One of the areas I find most fascinating in adoption is one that needs more research: siblings. I have no siblings. I have four adopted children; my twin daughters are biologically related. Our family has had many conversations along the way about the fact that all the kids are adopted. They’ve wondered what it would be like to be in a blended family, where some children were the biological children of the parents. They could all share their experiences of “He’s not your real brother?” and “She’s your sister?”

My Ethiopian daughters have reconnected with their 5 older Ethiopian siblings. So my daughters have four brothers, but the way they connect is very different at this point. For one thing, they don’t really share a common language with their Ethiopian siblings, and that’s a big deal. My sons have not explored any biological siblings, but sInce they were adopted in the US, we know they share a common language.  How they would differ from their biological siblings (if any) in terms of childhood, economics, education, religion–it’s hard to say right now.

As an African-American young man, Sean has known racism and discrimination–as well as solid community, love from family and friends of different races, and the ability to travel in many cultures, because of his own (adoptive) family. He shares race with his sisters and brother. Believe me, there have been many conversations around skin tones, stereotyping, the travails of being asked “What are you?” especially while growing up, when my children of different shades didn’t fit neatly into a category, particularly when one or both of their white adoptive parents was on the scene. Adoption can be complicated, and transracial adoption adds another layer of complexity.

I’ve known families with bio kids who adopt, and then see how the newly adopted child changes their home life in unimaginable ways, not all positive, and wonder if they did the right thing for their bio child.

I’ve known adoptive families with one adopted child of color, who stands out vividly in family photos. That difference can promote feelings of incredible isolation and difficulties with identity, though I’ve known parents who work to empower children around their uniqueness.

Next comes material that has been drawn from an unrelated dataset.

// Domain layer - Plain data for the robot map, chart series and sensor readings
pub mod robot;
pub mod sensor;
pub mod series;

I’ve known adopted children who wonder about their bio siblings, older or younger, who were not adopted, who stayed with the first mother. That has a poignancy all its own.

I’ve known siblings with no biological connection who are deeply connected, the lack of common blood making no difference.

My son Sean would probably have found a way to chat with Mss Ethiopia, but the fact that he has two Ethiopian sisters created an easy connection. Miss Ethiopia is from the Tigray region of Ethiopia,  a college student, studying architecture–in her own way, perhaps also challenging stereotypes. I don’t know how much she and Sean chatted about his sisters–prolly not a whole lot. I love the fact that we can make wonderful connections sometimes, when we don’t expect to.  And I hope that we continue to have conversations about siblings, race, and adoption.

Summer Reading

As we move here in the US toward the Fourth of July holiday, I hope you are all keeping up with your Summer Reading List. I was one of those kids who loved that list of required reading over the summer–and we get to write reports about the books too? Yay!

The Washington Post has a great list of favorite books of their foreign correspondents for 2013. I share it here because it may be of interest in particular to international adoptees and to parents of internationally adopted children, but really it’s a fascinating list for anyone. The recommendations include books about Syria, India, North Korea, Jerusalem, China, Russia, and more.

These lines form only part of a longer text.